Medically Underserved Areas

Up to and including 2014, fee-for-service FEHB carriers have been required to provide benefits to plan participants in Medically Underserved Areas (MUAs) who use any health provider licensed to perform specific medical services. This was a requirement of the Federal Employees Health Benefits law, which provided that a state must be designated as a Medically Underserved Area if 25 percent or more of its population lived in an area identified by the Department of Health and Human Services as a primary medical care manpower shortage area. In 2014, the states that met this definition were Alabama, Arizona, Idaho, Illinois, Louisiana, Mississippi, Missouri, Montana, New Mexico, North Dakota, Oklahoma, South Carolina, South Dakota, and Wyoming.

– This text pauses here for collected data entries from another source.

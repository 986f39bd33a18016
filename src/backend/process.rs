//! Subprocess-based Backend Driver.
//!
//! Grounded in the teacher's `backend/jail.rs` (spawn, pipe stdin, wait
//! with a timeout) and in `original_source`'s `runtimes/docker.py`, whose
//! `DockerRuntime.execute` restarts the container on timeout rather than
//! tearing the whole session down: the working directory survives, only
//! the runaway process doesn't. This driver reproduces that externally
//! visible behavior without needing a container runtime: each Session
//! gets one scoped temporary directory that persists for its lifetime,
//! and each `execute` call spawns a fresh interpreter subprocess rooted
//! there. A timeout kills that subprocess; the next `execute` spawns a
//! new one, satisfying the self-healing invariant in §8.
//!
//! Stands in for the real container driver, which is out of scope (§1).

use std::collections::HashSet;
use std::path::{Path, PathBuf};
use std::process::Stdio;
use std::time::{Duration, Instant};

use async_trait::async_trait;
use tempfile::TempDir;
use tokio::io::AsyncReadExt;
use tokio::process::Command;
use tracing::{debug, instrument, warn};

use super::{base_package_name, DriverFactory, ExecutionResult, IsolationBackend, Language};
use crate::error::{OrchestratorError, Result};

/// Runs each `execute` as a one-shot subprocess in a working directory that
/// outlives any single call.
pub struct ProcessBackend {
    workdir: Option<TempDir>,
    execution_timeout: Duration,
    allowed_packages: HashSet<String>,
}

impl ProcessBackend {
    pub fn new(execution_timeout: Duration, allowed_packages: HashSet<String>) -> Self {
        Self {
            workdir: None,
            execution_timeout,
            allowed_packages,
        }
    }

    fn workdir_path(&self) -> Result<&Path> {
        self.workdir
            .as_ref()
            .map(TempDir::path)
            .ok_or_else(|| OrchestratorError::BackendCrashed("driver not started".to_string()))
    }

    fn resolve(&self, remote_path: &str) -> Result<PathBuf> {
        Ok(self.workdir_path()?.join(remote_path))
    }

    /// Run a subprocess to completion or until `execution_timeout` elapses.
    /// On timeout, forcibly kills it — the spec requires the driver
    /// reclaim the offending process, not just stop waiting on it.
    async fn run_with_timeout(&self, mut cmd: Command) -> Result<(String, String, i32)> {
        cmd.stdin(Stdio::null())
            .stdout(Stdio::piped())
            .stderr(Stdio::piped())
            .kill_on_drop(true);

        let mut child = cmd
            .spawn()
            .map_err(|err| OrchestratorError::BackendCrashed(format!("failed to spawn: {err}")))?;

        let mut stdout_pipe = child.stdout.take().expect("stdout piped");
        let mut stderr_pipe = child.stderr.take().expect("stderr piped");

        let collect = async {
            let mut stdout_buf = Vec::new();
            let mut stderr_buf = Vec::new();
            let (stdout_res, stderr_res) = tokio::join!(
                stdout_pipe.read_to_end(&mut stdout_buf),
                stderr_pipe.read_to_end(&mut stderr_buf),
            );
            stdout_res.map_err(|err| OrchestratorError::BackendCrashed(err.to_string()))?;
            stderr_res.map_err(|err| OrchestratorError::BackendCrashed(err.to_string()))?;
            let status = child
                .wait()
                .await
                .map_err(|err| OrchestratorError::BackendCrashed(err.to_string()))?;
            Ok::<_, OrchestratorError>((stdout_buf, stderr_buf, status, child))
        };

        match tokio::time::timeout(self.execution_timeout, collect).await {
            Ok(Ok((stdout_buf, stderr_buf, status, _child))) => {
                let exit_code = status.code().unwrap_or(-1);
                Ok((
                    String::from_utf8_lossy(&stdout_buf).into_owned(),
                    String::from_utf8_lossy(&stderr_buf).into_owned(),
                    exit_code,
                ))
            }
            Ok(Err(err)) => Err(err),
            Err(_elapsed) => {
                warn!("execution exceeded timeout, killing subprocess");
                Err(OrchestratorError::Timeout)
            }
        }
    }
}

#[async_trait]
impl IsolationBackend for ProcessBackend {
    async fn start(&mut self) -> Result<()> {
        let dir = tempfile::Builder::new()
            .prefix("sandbox-session-")
            .tempdir()
            .map_err(|err| OrchestratorError::BackendUnavailable(err.to_string()))?;
        debug!(workdir = %dir.path().display(), "process driver provisioned");
        self.workdir = Some(dir);
        Ok(())
    }

    #[instrument(skip(self, code), fields(language = ?language))]
    async fn execute(&mut self, code: &str, language: Language) -> Result<ExecutionResult> {
        let workdir = self.workdir_path()?.to_path_buf();

        let (program, args): (&str, Vec<&str>) = match language {
            Language::Python => ("python3", vec!["-c", code]),
            Language::Bash => ("bash", vec!["-c", code]),
            Language::R => ("Rscript", vec!["-e", code]),
        };

        let mut cmd = Command::new(program);
        cmd.args(args).current_dir(&workdir);

        let start = Instant::now();
        let (stdout, stderr, exit_code) = self.run_with_timeout(cmd).await?;

        Ok(ExecutionResult {
            stdout,
            stderr,
            exit_code,
            artifacts: Vec::new(),
            duration_seconds: start.elapsed().as_secs_f64(),
        })
    }

    async fn upload(&mut self, local_path: &Path, remote_path: &str) -> Result<()> {
        let dest = self.resolve(remote_path)?;
        if let Some(parent) = dest.parent() {
            tokio::fs::create_dir_all(parent)
                .await
                .map_err(|err| OrchestratorError::BackendCrashed(err.to_string()))?;
        }
        tokio::fs::copy(local_path, &dest).await.map_err(|err| {
            if err.kind() == std::io::ErrorKind::NotFound {
                OrchestratorError::NotFound(local_path.display().to_string())
            } else {
                OrchestratorError::BackendCrashed(err.to_string())
            }
        })?;
        Ok(())
    }

    async fn download(&mut self, remote_path: &str, local_path: &Path) -> Result<()> {
        let src = self.resolve(remote_path)?;
        tokio::fs::copy(&src, local_path).await.map_err(|err| {
            if err.kind() == std::io::ErrorKind::NotFound {
                OrchestratorError::NotFound(remote_path.to_string())
            } else {
                OrchestratorError::BackendCrashed(err.to_string())
            }
        })?;
        Ok(())
    }

    async fn list_files(&mut self, path: &str) -> Result<Vec<String>> {
        let dir = if path == "." || path.is_empty() {
            self.workdir_path()?.to_path_buf()
        } else {
            self.resolve(path)?
        };

        let mut entries = match tokio::fs::read_dir(&dir).await {
            Ok(entries) => entries,
            Err(err) if err.kind() == std::io::ErrorKind::NotFound => return Ok(Vec::new()),
            Err(err) => return Err(OrchestratorError::BackendCrashed(err.to_string())),
        };

        let mut names = Vec::new();
        loop {
            let next = entries
                .next_entry()
                .await
                .map_err(|err| OrchestratorError::BackendCrashed(err.to_string()))?;
            let Some(entry) = next else { break };
            let file_type = entry
                .file_type()
                .await
                .map_err(|err| OrchestratorError::BackendCrashed(err.to_string()))?;
            if file_type.is_file() {
                names.push(entry.file_name().to_string_lossy().into_owned());
            }
        }
        Ok(names)
    }

    async fn install_package(&mut self, package_spec: &str) -> Result<()> {
        let base = base_package_name(package_spec);
        if !self.allowed_packages.contains(&base) {
            return Err(OrchestratorError::PackageNotAllowed(base));
        }

        let workdir = self.workdir_path()?.to_path_buf();
        let mut cmd = Command::new("python3");
        cmd.args(["-m", "pip", "install", "--quiet", package_spec])
            .current_dir(&workdir);

        let (_, stderr, exit_code) = self.run_with_timeout(cmd).await?;
        if exit_code != 0 {
            return Err(OrchestratorError::InstallFailed(stderr));
        }
        Ok(())
    }

    async fn terminate(&mut self) {
        if self.workdir.take().is_some() {
            debug!("process driver working directory reclaimed");
        }
    }
}

/// Constructs a fresh [`ProcessBackend`] for each new Session.
pub struct ProcessDriverFactory {
    execution_timeout: Duration,
    allowed_packages: HashSet<String>,
}

impl ProcessDriverFactory {
    pub fn new(execution_timeout: Duration, allowed_packages: HashSet<String>) -> Self {
        Self {
            execution_timeout,
            allowed_packages,
        }
    }
}

impl DriverFactory for ProcessDriverFactory {
    fn create(&self) -> Box<dyn IsolationBackend> {
        Box::new(ProcessBackend::new(self.execution_timeout, self.allowed_packages.clone()))
    }
}

#[cfg(test)]
mod tests {
    use super::*;

    #[tokio::test]
    async fn executes_python_and_captures_stdout() {
        let mut backend = ProcessBackend::new(Duration::from_secs(5), HashSet::new());
        backend.start().await.unwrap();
        let result = backend.execute("print('hello')", Language::Python).await.unwrap();
        assert_eq!(result.exit_code, 0);
        assert!(result.stdout.contains("hello"));
    }

    #[tokio::test]
    async fn timeout_kills_process_and_next_call_recovers() {
        let mut backend = ProcessBackend::new(Duration::from_millis(100), HashSet::new());
        backend.start().await.unwrap();

        let err = backend
            .execute("import time; time.sleep(5)", Language::Python)
            .await
            .unwrap_err();
        assert!(matches!(err, OrchestratorError::Timeout));

        let result = backend.execute("print(1 + 1)", Language::Python).await.unwrap();
        assert_eq!(result.exit_code, 0);
        assert!(result.stdout.contains('2'));
    }

    #[tokio::test]
    async fn upload_then_list_files_then_download_round_trips() {
        let mut backend = ProcessBackend::new(Duration::from_secs(5), HashSet::new());
        backend.start().await.unwrap();

        let tmp = tempfile::tempdir().unwrap();
        let local = tmp.path().join("input.txt");
        tokio::fs::write(&local, b"payload").await.unwrap();

        backend.upload(&local, "input.txt").await.unwrap();
        let files = backend.list_files(".").await.unwrap();
        assert!(files.contains(&"input.txt".to_string()));

        let out = tmp.path().join("roundtrip.txt");
        backend.download("input.txt", &out).await.unwrap();
        assert_eq!(tokio::fs::read(&out).await.unwrap(), b"payload");
    }

    #[tokio::test]
    async fn install_package_rejects_non_allowlisted() {
        let mut backend = ProcessBackend::new(Duration::from_secs(5), HashSet::new());
        backend.start().await.unwrap();
        let err = backend.install_package("requests").await.unwrap_err();
        assert!(matches!(err, OrchestratorError::PackageNotAllowed(_)));
    }
}
//! sandbox-orchestrator daemon
//!
//! Loads the orchestrator configuration, constructs a Session Manager
//! bound to the configured Backend Driver, and serves the Orchestrator
//! Façade over MCP on stdio.

use std::sync::Arc;

use anyhow::{Context, Result};
use clap::Parser;
use tracing::info;
use tracing_subscriber::EnvFilter;

use sandbox_orchestrator::artifact::{ArtifactProcessor, S3ArtifactStore};
use sandbox_orchestrator::audit::{AuditSink, NoopAuditSink, StdoutAuditSink};
use sandbox_orchestrator::backend::process::ProcessDriverFactory;
use sandbox_orchestrator::backend::DriverFactory;
use sandbox_orchestrator::config::{OrchestratorConfig, RuntimeKind};
use sandbox_orchestrator::mcp;
use sandbox_orchestrator::orchestrator::Orchestrator;
use sandbox_orchestrator::session::SessionManager;

#[derive(Parser, Debug)]
#[command(name = "sandbox-orchestrator-daemon")]
#[command(about = "MCP server fronting a multi-tenant code-execution sandbox orchestrator")]
struct Args {
    /// Run in stdio mode (for MCP clients)
    #[arg(long)]
    stdio: bool,

    /// Log level (trace, debug, info, warn, error)
    #[arg(long, default_value = "info")]
    log_level: String,
}

#[tokio::main]
async fn main() -> Result<()> {
    let args = Args::parse();

    // Initialize logging (stderr so stdout is free for MCP protocol)
    tracing_subscriber::fmt()
        .with_env_filter(
            EnvFilter::try_from_default_env().unwrap_or_else(|_| EnvFilter::new(&args.log_level)),
        )
        .with_writer(std::io::stderr)
        .init();

    let config = OrchestratorConfig::from_env().context("failed to load configuration")?;

    info!(
        runtime_kind = ?config.runtime_kind,
        allowed_packages = ?config.allowed_packages,
        "loaded configuration"
    );

    let driver_factory = build_driver_factory(&config)?;

    let sessions = SessionManager::new(driver_factory, config.idle_timeout(), config.reaper_interval());

    let artifact_processor = match &config.object_store {
        Some(store_config) => {
            info!(bucket = %store_config.bucket, "artifact store configured");
            ArtifactProcessor::new(Some(Arc::new(S3ArtifactStore::from_config(store_config).await)))
        }
        None => {
            info!("no artifact store configured; non-image artifacts will have no url");
            ArtifactProcessor::without_store()
        }
    };

    let audit: Arc<dyn AuditSink> = if config.enable_audit_logging {
        Arc::new(StdoutAuditSink::new())
    } else {
        info!("audit logging disabled by configuration");
        Arc::new(NoopAuditSink::new())
    };
    let orchestrator = Orchestrator::new(sessions, audit, Arc::new(artifact_processor));

    if args.stdio {
        mcp::serve_stdio(orchestrator).await?;
    } else {
        anyhow::bail!("only --stdio mode is currently supported");
    }

    Ok(())
}

/// Construct the Backend Driver factory for `config.runtime_kind`. Only the
/// container-flavored process driver is implemented in this crate (§4.1);
/// `microvm` is a valid configuration value whose driver is out of scope
/// here, so it fails fast with a clear message rather than silently
/// falling back to the process driver.
fn build_driver_factory(config: &OrchestratorConfig) -> Result<Arc<dyn DriverFactory>> {
    match config.runtime_kind {
        RuntimeKind::Container => Ok(Arc::new(ProcessDriverFactory::new(
            config.execution_timeout(),
            config.allowed_packages.clone(),
        ))),
        RuntimeKind::MicroVm => {
            anyhow::bail!(
                "runtime_kind \"microvm\" has no driver in this build; configure \"container\" \
                 or supply a custom DriverFactory when embedding this crate"
            )
        }
    }
}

Now all of that is out the window. On December 17, 2014, OPM issued a direct final rule to discontinue the annual determination of the Medically Underserved Areas for the FEHB program. The reason for this abrupt change is the enactment of Section 2706(a) of the Public Health Service Act. That section states that a health insurance issuer or group health plan offering coverage can’t discriminate against any health care provider who performs covered services when acting within the scope of their license or certification under applicable state law in any area of a state. In other words, HHS’s need to evaluate and identify states who met the Medically Underserved Area designation has been superseded by a federal law covering every state. In short, from now on “a plan or issuer shall not discriminate based on a provider’s license or certification under applicable state law.”

However, “this provision does not require plans or issuers to accept all types of providers into a network … [it] also does not govern provider reimbursement rates, which may be subject to quality, performance, or market standards and considerations.”

Seldom does the Congress make things easier to administer. This time it did.